A lei tem caráter autorizativo e estabelece duas condições para o pagamento: que o ente federativo tenha decretado estado de calamidade pública durante a pandemia e que disponha de recursos orçamentários próprios para realizar os desembolsos, sem transferir os custos para outras esferas de governo.

Em comunicado, o Palácio do Planalto reforçou que a medida “não gera despesas automáticas nem obriga pagamentos imediatos”, cabendo a cada governo local decidir sobre a recomposição, mediante lei própria e dentro de sua disponibilidade financeira.

“Durante o período do regime emergencial, a legislação impediu a concessão dessas vantagens e a contagem do tempo necessário para adquiri-las, como forma de controlar os gastos públicos. Com o fim do estado de emergência sanitária, a proposta busca corrigir os impactos dessas restrições e devolver aos entes federativos a autonomia para decidir sobre o tema”, diz o comunicado.

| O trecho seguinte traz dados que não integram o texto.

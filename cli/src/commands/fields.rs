use tabular::{Row, Table};
use tramites_search::PortalConfig;

pub fn handle_fields_command(config: &PortalConfig) -> anyhow::Result<()> {
    let mut table = Table::new("{:<}  {:<}  {:<}  {:<}").with_row(Row::from_cells(
        ["Field", "Label", "Type", "Operators"].iter().cloned(),
    ));
    for field in &config.fields {
        let operators = field
            .operators()
            .iter()
            .map(|op| op.as_str())
            .collect::<Vec<_>>()
            .join(", ");
        table.add_row(
            Row::new()
                .with_cell(&field.name)
                .with_cell(&field.label)
                .with_cell(field.data_type.to_string())
                .with_cell(operators),
        );
    }
    print!("{}", table);
    Ok(())
}
mod argparse;
mod commands;
mod utils;

use argparse::parse_args;
use tramites_search::PortalConfig;

fn main() -> anyhow::Result<()> {
    let cli = parse_args();
    utils::init_logger(cli.verbose);

    let config = match &cli.config {
        Some(path) => PortalConfig::load(path)?,
        None => PortalConfig::default(),
    };

    commands::handle_command(cli.command, &config)
}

Ao sancionar a lei, o presidente Lula destacou que a medida visa “corrigir os impactos dessas restrições e devolver aos entes federativos a autonomia para decidir sobre o tema”. Com a sanção, fica assegurada a possibilidade de recuperação dos 583 dias de serviço congelados e dos respectivos benefícios, desde que cumpridos os requisitos legais e orçamentários estabelecidos.

O projeto, de autoria da senadora Professora Dorinha Seabra (União-TO), foi aprovado pelo Senado em dezembro de 2025, com relatório favorável do senador Flávio Arns (PSB-PR). Em sua defesa, Arns argumentou que a Lei Complementar 173/2020, que impôs o congelamento, “impôs restrições severas à contagem de tempo para vantagens funcionais com o objetivo de conter gastos públicos em um momento de crise”.

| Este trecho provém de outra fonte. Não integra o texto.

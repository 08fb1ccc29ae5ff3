use crate::error::{FilterError, Result};
use crate::fields::{default_service_fields, FieldDefinition};
use crate::normalize::DEFAULT_FUZZY_TOLERANCE;
use crate::search::default_search_fields;
use crate::tree::DEFAULT_MAX_DEPTH;
use log::info;
use serde::{Deserialize, Serialize};
use std::path::Path;

pub const DEFAULT_PAGE_SIZE: usize = 20;

/// Search and filter settings for a portal deployment. Missing keys take
/// their defaults, so an empty file is a valid configuration.
#[derive(Debug, Clone, PartialEq, Serialize, Deserialize)]
#[serde(default)]
pub struct PortalConfig {
    pub max_nesting_depth: usize,
    pub fuzzy_tolerance: f64,
    pub search_fields: Vec<String>,
    pub page_size: usize,
    pub fields: Vec<FieldDefinition>,
}

impl Default for PortalConfig {
    fn default() -> Self {
        Self {
            max_nesting_depth: DEFAULT_MAX_DEPTH,
            fuzzy_tolerance: DEFAULT_FUZZY_TOLERANCE,
            search_fields: default_search_fields(),
            page_size: DEFAULT_PAGE_SIZE,
            fields: default_service_fields(),
        }
    }
}

impl PortalConfig {
    pub fn load(path: impl AsRef<Path>) -> Result<Self> {
        let path = path.as_ref();
        let input = fs_err::read_to_string(path)?;
        let extension = path
            .extension()
            .and_then(|ext| ext.to_str())
            .map(str::to_lowercase);
        let config = match extension.as_deref() {
            Some("yaml") | Some("yml") => Self::from_yaml_str(&input)?,
            Some("json") => Self::from_json_str(&input)?,
            _ => return Err(FilterError::UnsupportedFormat(path.display().to_string())),
        };
        info!(
            "Loaded portal configuration from {} ({} fields)",
            path.display(),
            config.fields.len()
        );
        Ok(config)
    }

    pub fn from_yaml_str(input: &str) -> Result<Self> {
        if input.trim().is_empty() {
            return Ok(Self::default());
        }
        Ok(serde_yaml_ng::from_str(input)?)
    }

    pub fn from_json_str(input: &str) -> Result<Self> {
        Ok(serde_json::from_str(input)?)
    }

    pub fn field(&self, name: &str) -> Option<&FieldDefinition> {
        self.fields.iter().find(|field| field.name == name)
    }
}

Segundo ele, tais restrições, embora justificadas no contexto emergencial, “acabaram produzindo prejuízos duradouros aos servidores, que continuaram exercendo suas funções, muitas vezes em condições difíceis, sem que pudessem usufruir de direitos que normalmente decorreriam do tempo de serviço”. Para o relator, a nova lei “restabelece esse equilíbrio, reconhecendo o esforço e o trabalho prestado, sem romper com a lógica de responsabilidade fiscal”.

O texto final resultou de intensa mobilização sindical, que garantiu a rejeição de uma emenda que tornaria facultativo para estados e municípios o reconhecimento dos direitos.